Yang tak kalah penting, komunitas LGBT sangat rentan terhadap penyakit menular seksual seperti HIV/AIDS, serta berbagai penyakit kelamin lainnya. Sejak banyak negara di dunia mengakui keberadaan komunitas LGBT, mereka yang dulunya mungkin merasa malu atau takut, kini lebih berani tampil. Ditambah lagi dengan kemudahan akses internet, materi terkait LGBT semakin mudah diakses, dan komunitas LGBT online pun semakin berkembang.
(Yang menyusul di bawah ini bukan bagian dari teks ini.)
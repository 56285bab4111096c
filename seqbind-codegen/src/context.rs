// Build context: object types, the call table and collected diagnostics.

use std::collections::HashMap;

use crate::call_table::CallTable;
use crate::config::{BlockSet, CodegenOptions};
use crate::diagnostics::{Diagnostic, DiagnosticKind};
use crate::naming::wrapper_name;
use crate::schema::{Declaration, Package};

#[derive(Debug, Clone, Copy, PartialEq, Eq)]
pub enum ObjectKind {
    Struct,
    Interface,
}

/// A package type whose values cross the boundary as ObjectRef.
#[derive(Debug, Clone, PartialEq, Eq)]
pub struct ObjectType {
    /// Source name, e.g. `S`.
    pub name: String,
    pub kind: ObjectKind,
    /// Caller-side wrapper type, e.g. `SeqTestpkgS`.
    pub wrapper: String,
    /// Native handle type the callee stores in its reference table.
    pub native: String,
    /// Descriptor of the type's members, e.g. `testpkg.S`.
    pub descriptor: String,
}

/// All ObjectRef-producing types of a package, in declared order.
#[derive(Debug, Default)]
pub struct ObjectTypes {
    order: Vec<ObjectType>,
    by_name: HashMap<String, usize>,
}

impl ObjectTypes {
    pub fn collect(package: &Package, options: &CodegenOptions) -> Self {
        let mut types = ObjectTypes::default();
        for decl in &package.declarations {
            let (name, kind) = match decl {
                Declaration::Function(_) => continue,
                Declaration::Struct(s) => (&s.name, ObjectKind::Struct),
                Declaration::Interface(i) => (&i.name, ObjectKind::Interface),
            };
            let native_path = &options.native_path;
            let native = match kind {
                ObjectKind::Struct => format!("seqbind_runtime::Shared<{native_path}::{name}>"),
                ObjectKind::Interface => {
                    format!("std::sync::Arc<dyn {native_path}::{name} + Send + Sync>")
                }
            };
            types.by_name.insert(name.clone(), types.order.len());
            types.order.push(ObjectType {
                name: name.clone(),
                kind,
                wrapper: wrapper_name(&options.name_prefix, &package.name, name),
                native,
                descriptor: seqbind_ffi::type_descriptor(&package.name, name),
            });
        }
        types
    }

    pub fn get(&self, name: &str) -> Option<&ObjectType> {
        self.by_name.get(name).map(|&i| &self.order[i])
    }

    pub fn iter(&self) -> impl Iterator<Item = &ObjectType> {
        self.order.iter()
    }

    pub fn len(&self) -> usize {
        self.order.len()
    }

    pub fn is_empty(&self) -> bool {
        self.order.is_empty()
    }
}

/// Central build context for the codegen pipeline.
pub struct CodegenContext {
    /// Export-filtered model.
    pub package: Package,
    pub options: CodegenOptions,
    pub objects: ObjectTypes,
    pub blocked: BlockSet,
    pub call_table: CallTable,
    /// Rejected members, in the order they were found.
    pub diagnostics: Vec<Diagnostic>,
}

impl CodegenContext {
    pub fn new(package: Package, options: CodegenOptions, call_table: CallTable) -> Self {
        let objects = ObjectTypes::collect(&package, &options);
        let blocked = BlockSet::new(&options.blocklist);
        CodegenContext {
            package,
            options,
            objects,
            blocked,
            call_table,
            diagnostics: Vec::new(),
        }
    }

    pub fn package_name(&self) -> &str {
        &self.package.name
    }

    /// Record a rejected member. A field rejected for both its getter and
    /// its setter is reported once.
    pub fn report(&mut self, subject: String, kind: DiagnosticKind) {
        if self.diagnostics.iter().any(|d| d.subject == subject && d.kind == kind) {
            return;
        }
        tracing::warn!(%subject, problem = %kind, "member rejected");
        self.diagnostics.push(Diagnostic { subject, kind });
    }
}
Selain itu, edukasi kepada anak-anak harus ditingkatkan. Hal ini harus dimulai dari rumah dan di lembaga pendidikan seperti PAUD/TK. Idealnya, edukasi tentang LGBT sudah menjadi bagian dari kurikulum di PAUD/TK, meskipun saya tidak yakin apakah hal ini sudah diterapkan di sekolah-sekolah. Keterlibatan orang tua juga sangat penting. Sayangnya, banyak orang tua yang cenderung lepas tangan setelah menyerahkan anak mereka ke sekolah. Saat anak-anak libur sekolah, sebagian orang tua malah merasa pusing dan berusaha memasukkan anak mereka ke berbagai les untuk mengisi waktu
Kita harus bersama-sama berupaya mengatasi LGBT yang berpotensi merusak generasi masa depan bangsa ini. Keinginan sembuh dari pengidap harus difasilitasi dengan meningkatkan akses pengobatan serta layanan kesehatan, sehingga dapat menekan penyebaran fenomena LGBT. Tindakan hukum terhadap pelanggaran terkait LGBT juga harus tegas dan ketat, guna memberikan efek jera serta mencegah terulangnya kejadian serupa di masa depan.
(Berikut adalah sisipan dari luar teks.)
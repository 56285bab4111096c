// Export filter: only exported declarations and members are bound.
//
// Runs before code assignment, so unexported members never occupy a code
// and exporting a new trailing member never renumbers existing ones.

use crate::naming::is_exported;
use crate::schema::{Declaration, Package};

/// Copy of `package` with every unexported declaration, field and method
/// removed. Declared order is preserved.
pub fn exported_surface(package: &Package) -> Package {
    let mut removed = 0usize;
    let mut declarations = Vec::with_capacity(package.declarations.len());

    for decl in &package.declarations {
        if !is_exported(decl.name()) {
            removed += 1;
            continue;
        }
        let mut decl = decl.clone();
        match &mut decl {
            Declaration::Function(_) => {}
            Declaration::Struct(s) => {
                let before = s.fields.len() + s.methods.len();
                s.fields.retain(|f| is_exported(&f.name));
                s.methods.retain(|m| is_exported(&m.name));
                removed += before - s.fields.len() - s.methods.len();
            }
            Declaration::Interface(i) => {
                let before = i.methods.len();
                i.methods.retain(|m| is_exported(&m.name));
                removed += before - i.methods.len();
            }
        }
        declarations.push(decl);
    }

    tracing::debug!(
        package = %package.name,
        kept = declarations.len(),
        removed,
        "filtered unexported declarations and members"
    );

    Package {
        name: package.name.clone(),
        path: package.path.clone(),
        declarations,
    }
}
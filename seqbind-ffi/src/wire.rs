// Wire type tags. The stream itself is untagged: these tags exist only at
// generation time, to pick the matching reader/writer on both sides.

/// Canonical on-the-wire encoding category of a value.
#[derive(Clone, Copy, Debug, PartialEq, Eq, Hash)]
pub enum WireType {
    /// 1 byte, `0` or `1`.
    Bool,
    /// 4 bytes, little-endian two's-complement.
    Int32,
    /// 8 bytes, little-endian two's-complement.
    Int64,
    /// 8 bytes, little-endian IEEE-754 bit pattern.
    Float64,
    /// Int32 byte length followed by UTF-8 bytes.
    String,
    /// Int32 byte length followed by raw bytes.
    Bytes,
    /// Int32 [`RefNum`](crate::RefNum).
    ObjectRef,
}

impl WireType {
    /// Encoded size in bytes, or `None` for length-prefixed types.
    pub const fn fixed_size(self) -> Option<usize> {
        match self {
            WireType::Bool => Some(1),
            WireType::Int32 | WireType::ObjectRef => Some(4),
            WireType::Int64 | WireType::Float64 => Some(8),
            WireType::String | WireType::Bytes => None,
        }
    }

    /// Suffix of the runtime `Buffer` reader/writer for this type
    /// (`read_<suffix>` / `write_<suffix>`).
    pub const fn codec_suffix(self) -> &'static str {
        match self {
            WireType::Bool => "bool",
            WireType::Int32 => "i32",
            WireType::Int64 => "i64",
            WireType::Float64 => "f64",
            WireType::String => "string",
            WireType::Bytes => "bytes",
            WireType::ObjectRef => "ref",
        }
    }
}

impl std::fmt::Display for WireType {
    fn fmt(&self, f: &mut std::fmt::Formatter<'_>) -> std::fmt::Result {
        let name = match self {
            WireType::Bool => "Bool",
            WireType::Int32 => "Int32",
            WireType::Int64 => "Int64",
            WireType::Float64 => "Float64",
            WireType::String => "String",
            WireType::Bytes => "Bytes",
            WireType::ObjectRef => "ObjectRef",
        };
        f.write_str(name)
    }
}

/// Byte width of every length prefix.
pub const LENGTH_PREFIX_SIZE: usize = 4;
Fenomena LGBT ini ibarat gunung es; banyak kasus yang tidak terungkap karena berbagai alasan, seperti menjaga nama baik sekolah atau institusi, rasa malu, dan takut. Para pemimpin dan tokoh masyarakat harus segera mencari solusi yang cepat dan tepat untuk mengantisipasi hal ini. LGBT, seperti halnya virus, bila terlambat ditangani akan menyebar luas. Mungkin diperlukan daftar hitam (blacklist) bagi individu LGBT yang harus disebarkan ke seluruh lembaga pendidikan guna mencegah pelaku yang lolos dari jerat hukum berbuat hal yang sama di sekolah atau institusi lain.
Selain itu, mewajibkan tes psikologi khusus LGBT pada setiap penerimaan tenaga kerja, serta mengadakan tes rutin bagi pendidik, karyawan, pegawai, dan pekerja, dapat menjadi langkah preventif untuk mendeteksi dini orientasi seksual LGBT. Dengan demikian, solusi yang tepat dapat segera diberikan, baik melalui terapi, pengobatan, atau langkah lainnya.
Apa solusi terbaik lainnya menurut Anda?